Britain has voted for Brexit, and the effect on the financial markets has been instant. The FTSE100 plunged and the pound was in freefall against the dollar. But many voters will be wondering abotu something closer to their hearts – their home.
A chorus of economists warned that quitting the European Union would hurt house prices, and indeed there were signs even in the run up to the vote that the market was slowing down.
Unlike the quicksilver movement of the pound, house prices are more likely to be measured over months, or even years.
But with house prices at record highs in parts of the country, even a small percentage change can mean thousands of pounds difference to a buyer or seller – and make homeowners feel a lot poorer. Politicians know this, which is why successive governments have failed to curb the upwards march of house prices, even as wages fail to keep up.
House prices in Brexit Britain
As the quarterly housing reports arrive, we can expect a sharp drop off in house prices. Richard Donnell, Insight Director at property analysts Hometrack, said: “The near term prospects for the UK housing market now look very uncertain.
“The immediate impact is likely to be a fall in housing turnover and a rapid deceleration in house price growth as buyers adopt a wait and see the short term impact on financial markets and the economy at large.”
London house prices – widely viewed to be nearing bubble territory – will be most likely to drop off, he predicted: “History shows that external shocks can reduce sales volumes by as much as 20% with sales volumes already down over the last year.”
In the capital, house price growth has been buoyed up by foreign investors looking for a safe haven, and the city’s reputation as a financial hub with well-paid jobs. Both these roles look likely to diminish.
House prices across the rest of the UK tend to take their cue from London, so a sharp drop off will knock confidence elsewhere.
But Capital Economics economists Hansen Lu and Ed Stansfield think the prime London market could bounce back, because owners are secure enough not to have to sell up. In a statement, they said: “If we are right that a recession will be avoided and mortgage interest rates will not spike higher, there is little reason to expect the referendum to act as a catalyst for a housing correction, despite that fact that house prices are so high.”
Lower house prices – the winners and losers
In theory, leaving the EU should be a boon to Generation Rent – the young professionals and working families who are now trapped in an expensive private rental market. But unfortunately it’s not that simple.
Since the financial crash, mortgage lenders have introduced tough new rules about affordability, and usually limit your mortgage size to 4.5 times your earnings.
Anyone in a reasonably well-paid job, who can put down a sizeable deposit, may find the Brexit market is a buying opportunity.
But if the financial shock affects employment and wages as well, it may be landlords with ready cash who are the biggest winners, as they were after the 2008 property crash.
And anyone who has already bought may find their hard work less rewarding if house prices slump and they end up paying off a mortgage worth more than their home’s current value.

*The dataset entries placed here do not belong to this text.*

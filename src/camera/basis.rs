use glam::Vec3;

/// Threshold below which a vector component (or magnitude) is treated as
/// zero.
pub const EPSILON: f32 = 1e-4;

/// Orthonormal, right-handed camera basis.
#[derive(Debug, Clone, Copy, PartialEq)]
pub struct Basis {
    /// Unit view direction.
    pub front: Vec3,
    /// Unit vector pointing to the right of the view direction.
    pub right: Vec3,
    /// Unit up vector actually used for rendering (orthogonal to `front`).
    pub up: Vec3,
}

/// How a degenerate `front × up` product was repaired.
#[derive(Debug, Clone, Copy, PartialEq, Eq)]
pub enum Recovery {
    /// The previous right vector, flattened onto the horizontal plane.
    PreviousRight,
    /// The previous right vector was unusable too; an arbitrary vector
    /// orthogonal to the new front was picked.
    Arbitrary,
}

impl Default for Basis {
    fn default() -> Self {
        Self {
            front: Vec3::NEG_Z,
            right: Vec3::X,
            up: Vec3::Y,
        }
    }
}

impl Basis {
    /// Derive a basis looking from `eye` towards `at`, using `up_hint` to fix
    /// the roll.
    ///
    /// When the view direction is parallel to the hint the cross product
    /// vanishes. The previous right vector is then flattened (y zeroed) and
    /// renormalized so roll stays continuous, and the repair is reported.
    /// A zero-length view direction keeps the previous front.
    #[must_use]
    pub fn look_at(
        eye: Vec3,
        at: Vec3,
        up_hint: Vec3,
        previous: &Self,
    ) -> (Self, Option<Recovery>) {
        let front = (at - eye).try_normalize().unwrap_or(previous.front);
        let up_hint = up_hint.try_normalize().unwrap_or(Vec3::Y);

        let mut recovery = None;
        let cross = front.cross(up_hint);
        let right = if is_zero(cross) {
            let flattened = Vec3::new(previous.right.x, 0.0, previous.right.z);
            // strip whatever still lies along the new front
            let candidate = flattened - front * flattened.dot(front);
            if is_zero(candidate) {
                recovery = Some(Recovery::Arbitrary);
                front.any_orthonormal_vector()
            } else {
                recovery = Some(Recovery::PreviousRight);
                candidate.normalize()
            }
        } else {
            cross.normalize()
        };

        let up = right.cross(front).normalize();

        let basis = Self { front, right, up };
        debug_assert!(basis.front.dot(basis.front) > 0.0, "zero front");
        debug_assert!(basis.right.dot(basis.right) > 0.0, "zero right");
        debug_assert!(basis.up.dot(basis.up) > 0.0, "zero up");

        (basis, recovery)
    }

    /// Express a camera-local offset `(right, up, front)` in world space.
    #[must_use]
    pub fn to_world(&self, local: Vec3) -> Vec3 {
        self.right * local.x + self.up * local.y + self.front * local.z
    }
}

/// Magnitude test used for the degeneracy check.
#[must_use]
pub fn is_zero(v: Vec3) -> bool {
    v.length_squared() < EPSILON * EPSILON
}

/// Heading of `front` around the world Y axis.
///
/// Near the poles `atan2` is unstable, so `previous` is returned when the
/// horizontal component is negligible.
#[must_use]
pub fn heading(front: Vec3, previous: f32) -> f32 {
    if front.x.abs() >= EPSILON || front.z.abs() >= EPSILON {
        front.x.atan2(front.z)
    } else {
        previous
    }
}

/// Elevation of `front` above the horizontal plane.
#[must_use]
pub fn pitch(front: Vec3) -> f32 {
    let len = front.length();
    if len == 0.0 {
        return 0.0;
    }
    (front.y / len).clamp(-1.0, 1.0).asin()
}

In short, there’s no doubt that house prices are unaffordable in many parts of the UK. But a sudden slump will hurt more than it helps.
What can I do if I’m already buying?
You can be sure that any seller is going to try to cash in on their pre-Brexit price. But the earth has shifted, so it’s always worth negotiating.
One first-time buyer who is midway through a transaction in a London commuting town, told The Staggers: “I think after weeks of hassling lawyers for moving slowly, we’ll now take our time to work things out – and maybe look at renegotiating!”